Тенденция проникать в тело или разум человека может следовать из ностальгии по симбиозу и близкому телесному контакту, так же как из деструктивных побуждений. Врач будет или садистичным отцом, сексуально мучающим жертву-мать (пациента), или спасателем, или самой жертвой. Он может выразить в действии фантазию о том, чтобы поступить с пациентом так, как он сам мечтал, чтобы его отец (или мать) поступили с ним; иногда это вариант гомосексуальности и инцеста. Лечение больного также может следовать из материнского ухода — мать, облегчающая боль и дающая грудь. Психоаналитик отличается от всех прочих терапевтов тем, что у него нет телесного контакта с пациентом, хотя он поддерживает с ним как нельзя более интимную словесную близость. В этом смысле он воплощает более мать разлучающую, чем мать сближающую».

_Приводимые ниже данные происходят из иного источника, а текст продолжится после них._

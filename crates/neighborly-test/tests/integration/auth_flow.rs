#![allow(clippy::expect_used, clippy::unwrap_used)]
//! Sign-in, sessions and the whitelist gate.

use salvo::http::StatusCode;
use serde_json::json;

use crate::helpers::*;

/// ## Summary
/// A whitelisted email receives a code and exchanges it for a session.
#[test_log::test(tokio::test)]
async fn whitelisted_email_signs_in() {
    let app = TestApp::new().await;
    app.whitelist("neighbor@example.com", None).await;

    TestRequest::post("/api/auth/code")
        .json(&json!({ "email": "Neighbor@Example.com" }))
        .send(&app.service)
        .await
        .assert_status(StatusCode::ACCEPTED);

    let code = app
        .sender
        .last_code("neighbor@example.com")
        .expect("code sent to normalized address");

    let response = TestRequest::post("/api/auth/verify")
        .json(&json!({ "email": "neighbor@example.com", "code": code }))
        .send(&app.service)
        .await
        .assert_status(StatusCode::OK)
        .assert_header_contains("set-cookie", "session=");

    let body = response.json();
    assert_eq!(body["user"]["email"], "neighbor@example.com");
    assert_eq!(body["user"]["is_admin"], false);
    let token = body["token"].as_str().expect("token").to_string();

    let whoami = TestRequest::get("/api/app/whoami")
        .bearer(&token)
        .send(&app.service)
        .await
        .assert_status(StatusCode::OK)
        .json();
    assert_eq!(whoami["email"], "neighbor@example.com");
}

/// ## Summary
/// An email that is not on the allow list never receives a code.
#[test_log::test(tokio::test)]
async fn unlisted_email_is_rejected() {
    let app = TestApp::new().await;

    TestRequest::post("/api/auth/code")
        .json(&json!({ "email": "stranger@example.com" }))
        .send(&app.service)
        .await
        .assert_status(StatusCode::FORBIDDEN)
        .assert_error(
            "This email is not authorized. Please contact an administrator to request access.",
        );

    assert!(app.sender.last_code("stranger@example.com").is_none());
}

#[test_log::test(tokio::test)]
async fn malformed_email_is_a_bad_request() {
    let app = TestApp::new().await;

    TestRequest::post("/api/auth/code")
        .json(&json!({ "email": "not-an-email" }))
        .send(&app.service)
        .await
        .assert_status(StatusCode::BAD_REQUEST);
}

/// ## Summary
/// Codes are single use and a wrong code is unauthorized.
#[test_log::test(tokio::test)]
async fn login_code_cannot_be_reused() {
    let app = TestApp::new().await;
    app.whitelist("neighbor@example.com", None).await;

    TestRequest::post("/api/auth/code")
        .json(&json!({ "email": "neighbor@example.com" }))
        .send(&app.service)
        .await
        .assert_status(StatusCode::ACCEPTED);
    let code = app.sender.last_code("neighbor@example.com").expect("code");

    TestRequest::post("/api/auth/verify")
        .json(&json!({ "email": "neighbor@example.com", "code": "000000x" }))
        .send(&app.service)
        .await
        .assert_status(StatusCode::UNAUTHORIZED);

    TestRequest::post("/api/auth/verify")
        .json(&json!({ "email": "neighbor@example.com", "code": code }))
        .send(&app.service)
        .await
        .assert_status(StatusCode::OK);

    TestRequest::post("/api/auth/verify")
        .json(&json!({ "email": "neighbor@example.com", "code": code }))
        .send(&app.service)
        .await
        .assert_status(StatusCode::UNAUTHORIZED);
}

/// ## Summary
/// Removing an email between requesting and using a code blocks sign-in.
#[test_log::test(tokio::test)]
async fn whitelist_is_checked_again_at_verify() {
    let app = TestApp::new().await;
    let admin = app.admin().await;
    app.whitelist("neighbor@example.com", None).await;

    TestRequest::post("/api/auth/code")
        .json(&json!({ "email": "neighbor@example.com" }))
        .send(&app.service)
        .await
        .assert_status(StatusCode::ACCEPTED);
    let code = app.sender.last_code("neighbor@example.com").expect("code");

    let entries = TestRequest::get("/api/allowed-emails")
        .bearer(&admin)
        .send(&app.service)
        .await
        .assert_status(StatusCode::OK)
        .json();
    let id = entries
        .as_array()
        .expect("list")
        .iter()
        .find(|e| e["email"] == "neighbor@example.com")
        .and_then(|e| e["id"].as_str())
        .expect("entry id")
        .to_string();

    TestRequest::delete(&format!("/api/allowed-emails/{id}"))
        .bearer(&admin)
        .send(&app.service)
        .await
        .assert_status(StatusCode::NO_CONTENT);

    TestRequest::post("/api/auth/verify")
        .json(&json!({ "email": "neighbor@example.com", "code": code }))
        .send(&app.service)
        .await
        .assert_status(StatusCode::FORBIDDEN);
}

#[test_log::test(tokio::test)]
async fn session_cookie_authenticates() {
    let app = TestApp::new().await;
    let token = app.resident("neighbor@example.com").await;

    let profile = TestRequest::get("/api/profile")
        .header("Cookie", &format!("session={token}"))
        .send(&app.service)
        .await
        .assert_status(StatusCode::OK)
        .json();
    assert_eq!(profile["user"]["email"], "neighbor@example.com");
    assert!(profile["residence"].is_null());
}

/// ## Summary
/// Signing out revokes the token; later requests are public.
#[test_log::test(tokio::test)]
async fn sign_out_revokes_the_session() {
    let app = TestApp::new().await;
    let token = app.resident("neighbor@example.com").await;

    TestRequest::post("/api/auth/sign-out")
        .bearer(&token)
        .send(&app.service)
        .await
        .assert_status(StatusCode::NO_CONTENT);

    TestRequest::get("/api/profile")
        .bearer(&token)
        .send(&app.service)
        .await
        .assert_status(StatusCode::UNAUTHORIZED);

    let whoami = TestRequest::get("/api/app/whoami")
        .bearer(&token)
        .send(&app.service)
        .await
        .assert_status(StatusCode::OK)
        .json();
    assert_eq!(whoami["status"], "public");
}

#[test_log::test(tokio::test)]
async fn public_requests_to_member_pages_are_unauthorized() {
    let app = TestApp::new().await;

    for path in ["/api/directory", "/api/clubs", "/api/community", "/api/events"] {
        TestRequest::get(path)
            .send(&app.service)
            .await
            .assert_status(StatusCode::UNAUTHORIZED);
    }

    TestRequest::get("/api/app/healthcheck")
        .send(&app.service)
        .await
        .assert_status(StatusCode::OK);
}

/// ## Summary
/// Bootstrap admins reach the allow list through start-up seeding and come
/// out of sign-in as administrators.
#[test_log::test(tokio::test)]
async fn seeded_bootstrap_admin_signs_in_as_admin() {
    let app = TestApp::new().await;
    assert!(app.is_whitelisted(ADMIN_EMAIL).await);
    let token = app.admin().await;

    let whoami = TestRequest::get("/api/app/whoami")
        .bearer(&token)
        .send(&app.service)
        .await
        .assert_status(StatusCode::OK)
        .json();
    assert_eq!(whoami["email"], ADMIN_EMAIL);
    assert_eq!(whoami["is_admin"], true);
}

/// ## Summary
/// Being named in configuration does not clear an email whose allow-list
/// entry was removed.
#[test_log::test(tokio::test)]
async fn bootstrap_admin_without_entry_is_rejected() {
    let app = TestApp::new().await;
    app.unlist(ADMIN_EMAIL).await;

    TestRequest::post("/api/auth/code")
        .json(&json!({ "email": ADMIN_EMAIL }))
        .send(&app.service)
        .await
        .assert_status(StatusCode::FORBIDDEN);
    assert!(app.sender.last_code(ADMIN_EMAIL).is_none());
}

/// ## Summary
/// Enough wrong codes discard the outstanding one, so the right code no
/// longer works and a new one has to be requested.
#[test_log::test(tokio::test)]
async fn repeated_wrong_codes_lock_out_the_code() {
    let app = TestApp::new().await;
    app.whitelist("neighbor@example.com", None).await;

    TestRequest::post("/api/auth/code")
        .json(&json!({ "email": "neighbor@example.com" }))
        .send(&app.service)
        .await
        .assert_status(StatusCode::ACCEPTED);
    let code = app.sender.last_code("neighbor@example.com").expect("code");

    for guess in ["000000", "111111", "222222", "333333", "444444"] {
        let guess = if guess == code { "555555" } else { guess };
        TestRequest::post("/api/auth/verify")
            .json(&json!({ "email": "neighbor@example.com", "code": guess }))
            .send(&app.service)
            .await
            .assert_status(StatusCode::UNAUTHORIZED);
    }

    TestRequest::post("/api/auth/verify")
        .json(&json!({ "email": "neighbor@example.com", "code": code }))
        .send(&app.service)
        .await
        .assert_status(StatusCode::UNAUTHORIZED);

    let token = app.sign_in("neighbor@example.com").await;
    assert!(!token.is_empty());
}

В те годы, которые последовали за смертью Мэрилин, Ральф Гринсон много раз общался со следователями, надеясь обезоружить критиков и снять с себя обвинения, которым он подвергался. По несметным рассказам неуверенных свидетелей, иногда представлялось, что он убил Мэрилин невольно, неподходящим предписанием, которое вызвало смертельное взаимодействие между двумя препаратами, либо сделал это намеренно, став участником заговора с целью ее устранения. Психиатр, еврей, политически левый, Гринсон был обвинен как «психоаналитик-убийца», «сионистский заговорщик», шантажирующий свою пациентку, «агент Коминтерна», которому было поручено шпионить за любовницей Президента Соединенных Штатов. В этом человеке, обладающем властью и обаянием, видели продажного врача, работающего на мафию со шприцем в руке, или, напротив, влюбленного, охваченного безумной ревностью. Последовал психоанализ психоаналитика. Рассказывали о якобы существующей между ним и его сестрой-близнецом, Джульеттой, музыкантшей, пользующейся любовью, уважением, восхищением и популярностью, страстную любовную связь, сочетающуюся с неистовой ненавистью, которая, в массивном контрпереносе, была полностью обращена на Мэрилин.

Один свидетель утверждал, что Гринсон часто просил своих пациентов вести дневник, помимо сеансов, и что он до прихода полиции уничтожил красную тетрадь, в которой делала записи Мэрилин. Норман Джеффриз, которого Юнис Муррей нанимала для выполнения мелких работ по хозяйству, утверждал, что собственными глазами видел, как Гринсон пытался реанимировать актрису, делая ей внутрисердечную инъекцию адреналина. В другом рассказе Мэрилин умирает от укола в сердце пятнадцатисантиметровой иглой — от рук убийцы в тонких резиновых хирургических перчатках. Игла якобы сломалась о кость грудины. Через двадцать лет после событий некий Джеймс Холл утверждал, что, когда его вызвали в составе бригады «скорой помощи», он видел, как Гринсон делает в грудь пациентки инъекцию яда. По другой версии, у одного из убийц, посланных Сэмом Джанканой, работавших на мафию и ФБР, которые умертвили Мэрилин, чтобы скомпрометировать Роберта Кеннеди, было прозвище Игла.

Версии, представляющие Гринсона безумным психиатром, любителем смертельных уколов, слишком кинематографические, чтобы быть правдоподобными. Они поразительным образом повторяют подробности Роберта Уолкера, описанные в «Лос-Анджелес Таймс» одиннадцать лет назад. Потеки крови на руках актера появились в борьбе с психоаналитиком, который делал ему смертельный укол, а после того, как «скорая помощь» констатировала невозможность реанимации Уолкера, прохожие видели доктора Хэкера без пиджака, потерянно блуждающего по улицам Брентвуда под проливным дождем.